= Bill Gibson (music producer) =

American music producer (born 1955)

Bill Gibson (born September 8, 1955) is an American music producer, and an accomplished musician and teacher. He is the author of books and videos about audio recording and live sound.

==History==

Gibson started playing drums and guitar when he was nine years old. He performed in various bands, including The Dukes, Dick and the Dutchmasters, The Sons of Liberty, Strawberry Jam, Midnight Magic, Collage, Rival, Kevin Katz, and Larry Collins. He attended Green River College, Western Washington University, and The Evergreen State College and received his Bachelor of Arts degree from Evergreen in Composition and Arranging. From 1978 to 1981 he was an instructor at Green River College in Auburn, Washington.

Gibson is president of Northwest Music and Recording.

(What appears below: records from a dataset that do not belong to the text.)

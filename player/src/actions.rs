use std::io::{ErrorKind, Write};
use std::path::{Path, PathBuf};
use std::process::{Command, Stdio};
use std::thread;
use std::time::Duration;

use log::{debug, info, warn};
use tokio::io::AsyncWriteExt;
use tokio::runtime::Handle;
use tokio::sync::mpsc;

use watchlink_core::error::ActionError;
use watchlink_core::{Clipboard, DownloadRequest, OpenOutcome, Opener};

#[cfg(target_os = "macos")]
const OPEN_COMMAND: &str = "open";
#[cfg(not(target_os = "macos"))]
const OPEN_COMMAND: &str = "xdg-open";

const OPEN_SETTLE_CHECKS: u32 = 5;
const OPEN_SETTLE_STEP: Duration = Duration::from_millis(20);

/// Hands URIs to the desktop's scheme handlers.
#[derive(Debug)]
pub struct SystemOpener {
    command: String,
}

impl Default for SystemOpener {
    fn default() -> Self {
        Self::new(OPEN_COMMAND)
    }
}

impl SystemOpener {
    pub fn new(command: &str) -> Self {
        Self {
            command: command.to_string(),
        }
    }
}

impl Opener for SystemOpener {
    fn open_new(&mut self, target: &str) -> Result<OpenOutcome, ActionError> {
        let mut child = Command::new(&self.command)
            .arg(target)
            .stdin(Stdio::null())
            .stdout(Stdio::null())
            .stderr(Stdio::null())
            .spawn()
            .map_err(|e| {
                warn!("{} could not start: {}", self.command, e);
                ActionError::LaunchFailed(target.to_string())
            })?;

        // The launcher usually hands off and exits at once; give it a moment.
        for _ in 0..OPEN_SETTLE_CHECKS {
            match child.try_wait() {
                Ok(Some(status)) if status.success() => return Ok(OpenOutcome::Opened),
                Ok(Some(status)) => {
                    debug!("{} exited with {}", self.command, status);
                    return Ok(OpenOutcome::Blocked);
                }
                Ok(None) => thread::sleep(OPEN_SETTLE_STEP),
                Err(e) => {
                    warn!("Could not check {}: {}", self.command, e);
                    break;
                }
            }
        }

        // Still undecided. Reap it in the background so it never lingers as a zombie.
        let command = self.command.clone();
        thread::spawn(move || match child.wait() {
            Ok(status) => debug!("{} finished late with {}", command, status),
            Err(e) => debug!("Could not wait for {}: {}", command, e),
        });
        Ok(OpenOutcome::Indeterminate)
    }

    fn navigate(&mut self, target: &str) -> Result<(), ActionError> {
        let status = Command::new(&self.command)
            .arg(target)
            .stdin(Stdio::null())
            .stdout(Stdio::null())
            .stderr(Stdio::null())
            .status()
            .map_err(|_| ActionError::LaunchFailed(target.to_string()))?;
        if status.success() {
            Ok(())
        } else {
            Err(ActionError::LaunchFailed(target.to_string()))
        }
    }
}

/// Copies by piping into whichever clipboard tool is installed.
#[derive(Debug, Default)]
pub struct SystemClipboard;

impl SystemClipboard {
    fn try_tool(bin: &str, args: &[&str], text: &str) -> bool {
        let mut child = match Command::new(bin)
            .args(args)
            .stdin(Stdio::piped())
            .stdout(Stdio::null())
            .stderr(Stdio::null())
            .spawn()
        {
            Ok(c) => c,
            Err(_) => return false,
        };
        if let Some(mut stdin) = child.stdin.take() {
            if stdin.write_all(text.as_bytes()).is_err() {
                return false;
            }
        }
        child.wait().map(|s| s.success()).unwrap_or(false)
    }
}

impl Clipboard for SystemClipboard {
    fn set_text(&mut self, text: &str) -> Result<(), ActionError> {
        let tools: [(&str, &[&str]); 3] = [("wl-copy", &[]), ("xclip", &["-selection", "clipboard"]), ("pbcopy", &[])];
        for (bin, args) in tools {
            if Self::try_tool(bin, args, text) {
                debug!("Copied with {}", bin);
                return Ok(());
            }
        }
        Err(ActionError::CopyFailed)
    }
}

/// Result of a background download: the saved file name, or why it failed.
pub type DownloadResult = Result<String, ActionError>;

/// Start streaming `request` to disk. The outcome arrives on `done`.
pub fn spawn_download(handle: &Handle, request: DownloadRequest, done: mpsc::UnboundedSender<DownloadResult>) {
    handle.spawn(async move {
        let result = download(&request).await;
        if let Err(e) = &result {
            warn!("Download of {} failed: {}", request.url, e);
        }
        let _ = done.send(result.map(|_| request.filename.clone()));
    });
}

fn failed(e: impl std::fmt::Display) -> ActionError {
    ActionError::DownloadFailed(e.to_string())
}

async fn download(request: &DownloadRequest) -> Result<PathBuf, ActionError> {
    tokio::fs::create_dir_all(&request.dir).await.map_err(failed)?;
    let destination = request.destination();
    let partial = request.partial_path();

    match fetch(request, &partial, &destination).await {
        Ok(written) => {
            info!("Saved {} bytes to {}", written, destination.display());
            Ok(destination)
        }
        Err(e) => {
            match tokio::fs::remove_file(&partial).await {
                Ok(()) => debug!("Removed {}", partial.display()),
                Err(rm) if rm.kind() == ErrorKind::NotFound => {}
                Err(rm) => warn!("Could not remove {}: {}", partial.display(), rm),
            }
            Err(e)
        }
    }
}

/// Stream into `partial`, then move it over `destination`.
async fn fetch(request: &DownloadRequest, partial: &Path, destination: &Path) -> Result<u64, ActionError> {
    let mut response = reqwest::get(request.url.clone())
        .await
        .and_then(|r| r.error_for_status())
        .map_err(failed)?;

    let mut file = tokio::fs::File::create(partial).await.map_err(failed)?;
    let mut written: u64 = 0;
    while let Some(chunk) = response.chunk().await.map_err(failed)? {
        file.write_all(&chunk).await.map_err(failed)?;
        written += chunk.len() as u64;
    }
    file.flush().await.map_err(failed)?;
    drop(file);

    tokio::fs::rename(partial, destination).await.map_err(failed)?;
    Ok(written)
}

In addition to being an instructor for Berklee Online and acting technical director or performer for various groups, Gibson:
- Is an author of a 3-book series with Quincy Jones, in which Quincy shares the insights and knowledge he has gained about producing, film scoring, and writing music. The first offering in the series, Q on Producing, released at AES in San Francisco (11-4-2010)
- Is an active music producer for acts including 11 albums for The Coats (On Christmastime, Last a Lifetime, The Caroler, The Boys Are Back, and 7 more), 2 albums for Jamie Dieveney (Beautiful You, Heaven's Not Too Far Away), Glimpse (See Without Sight), Robbie Ott (In the Presence), and many more.
- Was the liaison between the professional audio community and The Art Institute of Seattle from August 29, 2007 – December 31, 2010
- Is the chairman of the Producer & Engineer committee and on the Board of Governors for the Pacific Northwest Chapter of the National Academy of Recording Arts and Sciences
- Is a member of the Audio Engineering Society, the Society of Broadcast Engineers, and a voting member of The Recording Academy
- Is a National Trustee for The Recording Academy from 2012 to 2014

Musical productions include albums for Tony Moore, Keith Anderson and Larry Collins.

== Bibliography==
Book and video titles by Bill Gibson include:
- Killer Demos: Hot Tips and Cool Secrets for the Home Multitrack User - Self-produced, published, and distributed along with partner, Bob Sluys for Bill & Bob's Excellent Productions
- The Hit Sound Recording Course - Published and distributed by Alexander Publishing
- The AudioPro Home Recording Course - Volumes 1, 2 and 3 Published by MixBooks and distributed by Hal Leonard Publishing
- The 12-Volume InstantPro Sound Advice Series - Published by MixBooks and distributed by Hal Leoanard Publishing
- The 6-Volume S.M.A.R.T. Guide series - Published by Thomson Publishing's Course Technologies - distributed by Hal Leoanard Publishing
- The 6-Volume Hal Leonard Recording Method by Bill Gibson - Published and distributed by Hal Leonard Publishing
- The Ultimate Church Sound Operator's Handbook - Published and distributed by Hal Leonard Publishing
- The Ultimate Live Sound Operator's Handbook - Published and distributed by Hal Leonard Publishing
- The Quincy Jones Legacy Series: Book 1 - Q on Producing by Quincy Jones and Bill Gibson - Published and distributed by Hal Leonard Publishing
- The Bruce Swedien Recording Method by Bruce Swedien and Bill Gibson - Published and distributed by Hal Leonard Books.